Some hospitals have already begun the move by deploying wireless local area networks (WLANs) to deliver voice and data to a highly mobile workforce of doctors, nurses, porters and administrators.
‘This enables three key clinical objectives to be met,’ explains Roger Hockaday, director of marketing EMEA, Aruba Networks, ‘the need to speed diagnosis, improve treatment and reduce the risk of administrative errors. Put simply, WLANs bring knowledge closer to the patient.’
These need to be secure, simple to manage and must support voice and data imaging applications both within the hospital and at remote sites. Healthcare providers need to be accessible through wireless phones and voice badges at alltimes to enable instant notification and rapid response.
Lars Koelendorf, sales and segment manager, WLAN, HP Networking, comments: ‘Staff must be able to quickly access medical records, images and other clinical applications at the point of care,’ he says.
‘This allows for accurate administration of medications, efficient delivery of services and procedures, and electronic recording of treatments at patients’ bedsides. Computerised physician-order entry enables the accurate recording of medications and reduces time needed to send orders out to pharmacies.’
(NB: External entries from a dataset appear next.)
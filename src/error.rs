//! Error taxonomy for file opening, paging, filtering, and statistics.

use polars::prelude::PolarsError;
use std::path::PathBuf;

/// Errors surfaced by the library.
///
/// Open-time errors (`InvalidFile`, `UnsupportedCompression`) are fatal to the
/// open operation. The rest are recoverable: the caller clamps/drops the
/// offending request and keeps the session alive.
#[derive(Debug, thiserror::Error)]
pub enum ParqError {
    #[error("invalid Parquet file {path}: {reason}")]
    InvalidFile { path: PathBuf, reason: String },

    #[error("unsupported compression codec: {codec}")]
    UnsupportedCompression { codec: String },

    #[error("row range start {start} is past the end of the view ({total} rows)")]
    RangeOutOfBounds { start: usize, total: usize },

    #[error("filter operator {operator} cannot be applied to column '{column}' ({dtype})")]
    IncompatibleFilter {
        column: String,
        operator: String,
        dtype: String,
    },

    #[error("column '{column}' ({dtype}) is not numeric")]
    NotNumeric { column: String, dtype: String },

    #[error("cell bytes ({len} bytes) match no supported image format")]
    UnsupportedImageFormat { len: usize },

    #[error("column '{column}' not found")]
    ColumnNotFound { column: String },

    #[error("uploaded data is {size} bytes, over the {limit} byte limit")]
    UploadTooLarge { size: u64, limit: u64 },

    #[error("no file is open")]
    NoFileOpen,

    #[error(transparent)]
    Polars(#[from] PolarsError),

    #[error(transparent)]
    Io(#[from] std::io::Error),
}

pub type Result<T> = std::result::Result<T, ParqError>;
When people talk of wireless health or telemedicine, remote monitoring is one of the first areas that springs to mind. Wireless bandages are a prime example of this kind of technology. Basically, these consist of a printed circuit and a printed battery on something resembling a large
Band-Aid, but which in reality acts as a personal monitor. Wireless bandages can replace traditional hospital monitoring performed by nursing staff and provide data on vital signs such as heart rate, blood pressure and repiratory rate. Those data can then be automatically entered into the patient’s health record enabling analysis and generating operating efficiencies in the hospital.
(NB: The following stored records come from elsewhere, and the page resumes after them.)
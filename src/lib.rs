pub mod cli;
pub mod config;
pub mod error;
pub mod fetch;
pub mod image;
pub mod query;
pub mod reader;
pub mod sample;
pub mod session;
pub mod stats;

pub use cli::Args;
pub use config::{AppConfig, ConfigManager, DisplayConfig, FileLoadingConfig};
pub use error::{ParqError, Result};
pub use fetch::{Page, PageFetcher, RowRange};
pub use image::{ImageCell, ImageFormat};
pub use query::{FilterOperator, FilterStatement, SortDirection, SortSpec, ViewSpec};
pub use reader::{
    choose_plan, AccessPlan, ColumnSchema, FileHandle, FileInfo, PlanOverride, RowGroupMap,
    RowGroupSpan,
};
pub use session::Session;
pub use stats::{ColumnStats, NumericStats};

pub const APP_NAME: &str = "parqlens";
‘We think “Band-Aids” are likely to become a big category,’ says Jones. ‘We’re talking about a big market, in the hospital sector, of hundreds of millions of units per year. The majority will connect to the phone you already own if you have the right receiving radio in it. The holy grail is the consumer opens a box, hits the on/off button and is operational.’
Concerns remain about the security of such applications – especially since they transmit highly confidential patient data but Jones thinks these can be readily resolved and also foresees the price of such solutions coming down as volumes rise. ‘Most Band-Aids we’ve seen – and we’re following about 20 providers – initially are targeting a cost of US$15-30, so they’re relatively expensive,’ he says. ‘That price appears to be OK for the hospital market in the developed world because of the saving cost they can deliver but its certainly not a suitable price for the consumer market or for hospitals in the developing world.’
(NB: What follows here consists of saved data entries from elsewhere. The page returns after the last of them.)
use parqlens::{AccessPlan, AppConfig, ParqError, PlanOverride, Session};

mod common;

#[test]
fn test_full_load_stats_are_exact() {
    let file = common::write_parquet(10);
    let mut session = Session::new(AppConfig::default());
    session.open_path(file.path(), PlanOverride::None).unwrap();

    let stats = session.stats("id").unwrap();
    assert!(!stats.is_sampled);
    assert_eq!(stats.count, 10);
    assert_eq!(stats.null_count, 0);
    assert_eq!(stats.unique_count, 10);

    let numeric = stats.numeric.unwrap();
    assert_eq!(numeric.min, 0.0);
    assert_eq!(numeric.max, 9.0);
    assert_eq!(numeric.mean, 4.5);
    assert_eq!(numeric.median, 4.5);
}

#[test]
fn test_string_column_has_no_numeric_summary() {
    let file = common::write_parquet(10);
    let mut session = Session::new(AppConfig::default());
    session.open_path(file.path(), PlanOverride::None).unwrap();

    let stats = session.stats("name").unwrap();
    assert!(stats.numeric.is_none());
    assert_eq!(stats.unique_count, 10);
}

#[test]
fn test_stats_unknown_column_errors() {
    let file = common::write_parquet(5);
    let mut session = Session::new(AppConfig::default());
    session.open_path(file.path(), PlanOverride::None).unwrap();

    let err = session.stats("nope").unwrap_err();
    assert!(matches!(err, ParqError::ColumnNotFound { .. }));
}

#[test]
fn test_all_stats_covers_every_column() {
    let file = common::write_parquet(8);
    let mut session = Session::new(AppConfig::default());
    session.open_path(file.path(), PlanOverride::None).unwrap();

    let all = session.all_stats().unwrap();
    let names: Vec<&str> = all.iter().map(|s| s.name.as_str()).collect();
    assert_eq!(names, vec!["id", "name", "price"]);
}

#[test]
fn test_seeded_sample_stats_are_reproducible() {
    let file = common::write_parquet_grouped(200, Some(16));

    let stats_with_seed = |seed| {
        let mut config = AppConfig::default();
        config.file_loading.sample_size = 25;
        let mut session = Session::new(config);
        session
            .open_path(file.path(), PlanOverride::ForceSample)
            .unwrap();
        session.sample_page(Some(seed)).unwrap();
        session.stats("id").unwrap()
    };

    let a = stats_with_seed(11);
    let b = stats_with_seed(11);
    assert!(a.is_sampled);
    assert_eq!(a.count, 25);
    assert_eq!(a.numeric.unwrap(), b.numeric.unwrap());
}

#[test]
fn test_streaming_stats_use_capped_window() {
    let file = common::write_parquet_grouped(100, Some(10));

    let mut config = AppConfig::default();
    config.file_loading.full_load_threshold = 10;
    config.file_loading.sample_threshold = 1000;
    config.file_loading.stats_row_cap = 20;

    let mut session = Session::new(config);
    session.open_path(file.path(), PlanOverride::None).unwrap();
    assert_eq!(session.plan(), AccessPlan::RowGroupStream);

    let stats = session.stats("id").unwrap();
    assert!(stats.is_sampled);
    assert_eq!(stats.count, 20);
}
The cost of these items is higher than the norm – and they require a commitment in the back-end system to manage data. Dharmendra Lad, a principal engineer at Cambridge Consultants – a technology development company – points out: We’ve got to overcome the barrier of getting the first devices out there because, in the case of an organisation like the UK’s NHS, they not only need to justify the cost of the devices but also the cost of the systems needed to collate the data they transmit – so the cost barrier is higher than just the cost of the solutions.
‘While the services enabled are clearly very valuable, the cost of routine medical equipment such as a syringe or an inhaler is much lower… Those items are made for less than the cost of the electronics [in wireless healthcare solutions].
Robert Milner, also a principal engineer at Cambridge Consultants agrees; ‘At the moment, it’s about getting the first few of these applications out there so people can see that it is possible to make money and that this infrastructure is possible to develop further.’